→ **WORK TO BE COMPLETED**: Reproduce the listing verbatim through the line with "#[serde(transparent)]".

+++

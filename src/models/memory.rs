//! Memory records and identifiers.

use super::CollaborationHint;
use crate::{Error, Result};
use serde::{Deserialize, Serialize};
use std::collections::BTreeSet;
use std::fmt;

/// Unique identifier for a memory record.
#[derive(Debug, Clone, PartialEq, Eq, Hash, PartialOrd, Ord, Serialize, Deserialize)]
#[serde(transparent)]
pub struct MemoryId(String);

impl MemoryId {
    /// Creates a memory ID from an existing string.
    #[must_use]
    pub fn new(id: impl Into<String>) -> Self {
        Self(id.into())
    }

    /// Generates a fresh ID for a record of the given kind.
    #[must_use]
    pub fn generate(kind: MemoryKind) -> Self {
        Self(format!("{}_{}", kind.as_str(), uuid::Uuid::new_v4()))
    }

    /// Returns the ID as a string slice.
    #[must_use]
    pub fn as_str(&self) -> &str {
        &self.0
    }
}

impl fmt::Display for MemoryId {
    fn fmt(&self, f: &mut fmt::Formatter<'_>) -> fmt::Result {
        write!(f, "{}", self.0)
    }
}

impl From<String> for MemoryId {
    fn from(s: String) -> Self {
        Self(s)
    }
}

impl From<&str> for MemoryId {
    fn from(s: &str) -> Self {
        Self(s.to_string())
    }
}

/// The three kinds of memory an agent keeps.
#[derive(Debug, Clone, Copy, PartialEq, Eq, Hash, Default, Serialize, Deserialize)]
#[serde(rename_all = "lowercase")]
pub enum MemoryKind {
    /// A raw, timestamped event.
    #[default]
    Episodic,
    /// A pattern derived from several episodic records.
    Semantic,
    /// A persistent trait strength.
    Identity,
}

impl MemoryKind {
    /// Returns all kinds.
    #[must_use]
    pub const fn all() -> &'static [Self] {
        &[Self::Episodic, Self::Semantic, Self::Identity]
    }

    /// Returns the kind as a string slice.
    #[must_use]
    pub const fn as_str(&self) -> &'static str {
        match self {
            Self::Episodic => "episodic",
            Self::Semantic => "semantic",
            Self::Identity => "identity",
        }
    }

    /// Parses a kind, case-insensitively.
    ///
    /// # Errors
    ///
    /// Returns [`Error::InvalidInput`] for unknown kinds.
    pub fn parse(s: &str) -> Result<Self> {
        match s.trim().to_lowercase().as_str() {
            "episodic" => Ok(Self::Episodic),
            "semantic" => Ok(Self::Semantic),
            "identity" => Ok(Self::Identity),
            other => Err(Error::InvalidInput(format!("unknown memory kind: {other}"))),
        }
    }
}

impl fmt::Display for MemoryKind {
    fn fmt(&self, f: &mut fmt::Formatter<'_>) -> fmt::Result {
        write!(f, "{}", self.as_str())
    }
}

/// Emotional valence attached to a record.
#[derive(Debug, Clone, Copy, PartialEq, Eq, Hash, Default, Serialize, Deserialize)]
#[serde(rename_all = "lowercase")]
pub enum Valence {
    /// Pleasant or approving.
    Positive,
    /// Unpleasant or disapproving.
    Negative,
    /// No emotional colour.
    #[default]
    Neutral,
    /// Both positive and negative.
    Mixed,
}

impl Valence {
    /// Returns the valence as a string slice.
    #[must_use]
    pub const fn as_str(&self) -> &'static str {
        match self {
            Self::Positive => "positive",
            Self::Negative => "negative",
            Self::Neutral => "neutral",
            Self::Mixed => "mixed",
        }
    }

    /// Parses a valence, case-insensitively.
    ///
    /// # Errors
    ///
    /// Returns [`Error::InvalidInput`] for unknown valences.
    pub fn parse(s: &str) -> Result<Self> {
        match s.trim().to_lowercase().as_str() {
            "positive" => Ok(Self::Positive),
            "negative" => Ok(Self::Negative),
            "neutral" => Ok(Self::Neutral),
            "mixed" => Ok(Self::Mixed),
            other => Err(Error::InvalidInput(format!("unknown valence: {other}"))),
        }
    }

    /// Picks the dominant valence from per-valence tallies.
    ///
    /// Equal non-zero positive and negative counts yield [`Valence::Mixed`].
    #[must_use]
    pub fn dominant(positive: usize, negative: usize, neutral: usize, mixed: usize) -> Self {
        if positive > 0 && positive == negative && positive >= neutral {
            return Self::Mixed;
        }
        [
            (Self::Positive, positive),
            (Self::Negative, negative),
            (Self::Mixed, mixed),
            (Self::Neutral, neutral),
        ]
        .into_iter()
        .filter(|(_, n)| *n > 0)
        .max_by_key(|(_, n)| *n)
        .map_or(Self::Neutral, |(v, _)| v)
    }
}

impl fmt::Display for Valence {
    fn fmt(&self, f: &mut fmt::Formatter<'_>) -> fmt::Result {
        write!(f, "{}", self.as_str())
    }
}

/// A single memory record.
///
/// Serializes to a flat key/value shape: `id`, `kind`, `content`,
/// `timestamp`, `confidence`, `importance`, `valence`, `entities`, `topics`,
/// and `collaboration` when hints were supplied.
///
/// Entity and topic tags are stored in canonical form: trimmed, lowercased,
/// and deduplicated by [`normalize_tags`] when the record is created. A tag
/// supplied as `"Alice"` is therefore read back as `"alice"`. The canonical
/// form is what round-trips through snapshots and what matching compares
/// against.
#[derive(Debug, Clone, PartialEq, Serialize, Deserialize)]
pub struct MemoryRecord {
    /// Unique identifier.
    pub id: MemoryId,
    /// Memory kind.
    pub kind: MemoryKind,
    /// Free text content.
    pub content: String,
    /// Creation timestamp (Unix epoch seconds).
    #[serde(rename = "timestamp")]
    pub created_at: u64,
    /// Confidence in [0, 1].
    pub confidence: f32,
    /// Importance in [0, 1], fixed at creation.
    pub importance: f32,
    /// Emotional valence.
    pub valence: Valence,
    /// Entity tags, normalized.
    #[serde(default)]
    pub entities: BTreeSet<String>,
    /// Topic tags, normalized.
    #[serde(default)]
    pub topics: BTreeSet<String>,
    /// Collaboration hints supplied at creation.
    #[serde(default, skip_serializing_if = "Vec::is_empty")]
    pub collaboration: Vec<CollaborationHint>,
}

impl MemoryRecord {
    /// Returns the first topic in sort order, if any.
    #[must_use]
    pub fn primary_topic(&self) -> Option<&str> {
        self.topics.iter().next().map(String::as_str)
    }
}

/// A record returned from retrieval together with its relevance score.
#[derive(Debug, Clone, PartialEq, Serialize)]
pub struct MemoryHit {
    /// The matching record.
    pub record: MemoryRecord,
    /// Final score in [0, 1].
    pub score: f32,
}

/// Normalizes a tag list into a set: trimmed, lowercased, empties dropped.
#[must_use]
pub fn normalize_tags<I, S>(tags: I) -> BTreeSet<String>
where
    I: IntoIterator<Item = S>,
    S: AsRef<str>,
{
    tags.into_iter()
        .map(|t| t.as_ref().trim().to_lowercase())
        .filter(|t| !t.is_empty())
        .collect()
}

#[cfg(test)]
mod tests {
    use super::*;
    use test_case::test_case;

    #[test_case("episodic", MemoryKind::Episodic; "lower")]
    #[test_case("SEMANTIC", MemoryKind::Semantic; "upper")]
    #[test_case(" Identity ", MemoryKind::Identity; "padded")]
    fn test_kind_parse(input: &str, expected: MemoryKind) {
        assert_eq!(MemoryKind::parse(input).ok(), Some(expected));
    }

    #[test]
    fn test_kind_parse_unknown() {
        let err = MemoryKind::parse("procedural");
        assert!(matches!(err, Err(Error::InvalidInput(_))));
    }

    #[test]
    fn test_valence_parse() {
        assert_eq!(Valence::parse("Mixed").ok(), Some(Valence::Mixed));
        assert!(Valence::parse("ecstatic").is_err());
    }

    #[test]
    fn test_valence_dominant() {
        assert_eq!(Valence::dominant(3, 1, 0, 0), Valence::Positive);
        assert_eq!(Valence::dominant(0, 2, 1, 0), Valence::Negative);
        assert_eq!(Valence::dominant(2, 2, 0, 0), Valence::Mixed);
        assert_eq!(Valence::dominant(0, 0, 0, 0), Valence::Neutral);
        assert_eq!(Valence::dominant(1, 0, 4, 0), Valence::Neutral);
    }

    #[test]
    fn test_generated_ids_are_prefixed_and_unique() {
        let a = MemoryId::generate(MemoryKind::Episodic);
        let b = MemoryId::generate(MemoryKind::Episodic);
        assert!(a.as_str().starts_with("episodic_"));
        assert_ne!(a, b);
    }

    #[test]
    fn test_normalize_tags() {
        let tags = normalize_tags(["Billing", " billing ", "", "Refunds"]);
        assert_eq!(tags.len(), 2);
        assert!(tags.contains("billing"));
        assert!(tags.contains("refunds"));
    }

    #[test]
    fn test_record_serializes_flat() {
        let record = MemoryRecord {
            id: MemoryId::new("episodic_1"),
            kind: MemoryKind::Episodic,
            content: "hello".to_string(),
            created_at: 42,
            confidence: 1.0,
            importance: 0.5,
            valence: Valence::Neutral,
            entities: normalize_tags(["alice"]),
            topics: BTreeSet::new(),
            collaboration: Vec::new(),
        };
        let json = serde_json::to_value(&record).unwrap_or_default();
        assert_eq!(json["id"], "episodic_1");
        assert_eq!(json["kind"], "episodic");
        assert_eq!(json["timestamp"], 42);
        assert_eq!(json["valence"], "neutral");
        assert!(json.get("collaboration").is_none());

        let back: Option<MemoryRecord> = serde_json::from_value(json).ok();
        assert_eq!(back, Some(record));
    }
}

+++

→ **ANSWER BOX**:
filename src/models/memory.rs
//! Memory records and identifiers.

use super::CollaborationHint;
use crate::{Error, Result};
use serde::{Deserialize, Serialize};
use std::collections::BTreeSet;
use std::fmt;

/// Unique identifier for a memory record.
#[derive(Debug, Clone, PartialEq, Eq, Hash, PartialOrd, Ord, Serialize, Deserialize)]
#[serde(transparent)]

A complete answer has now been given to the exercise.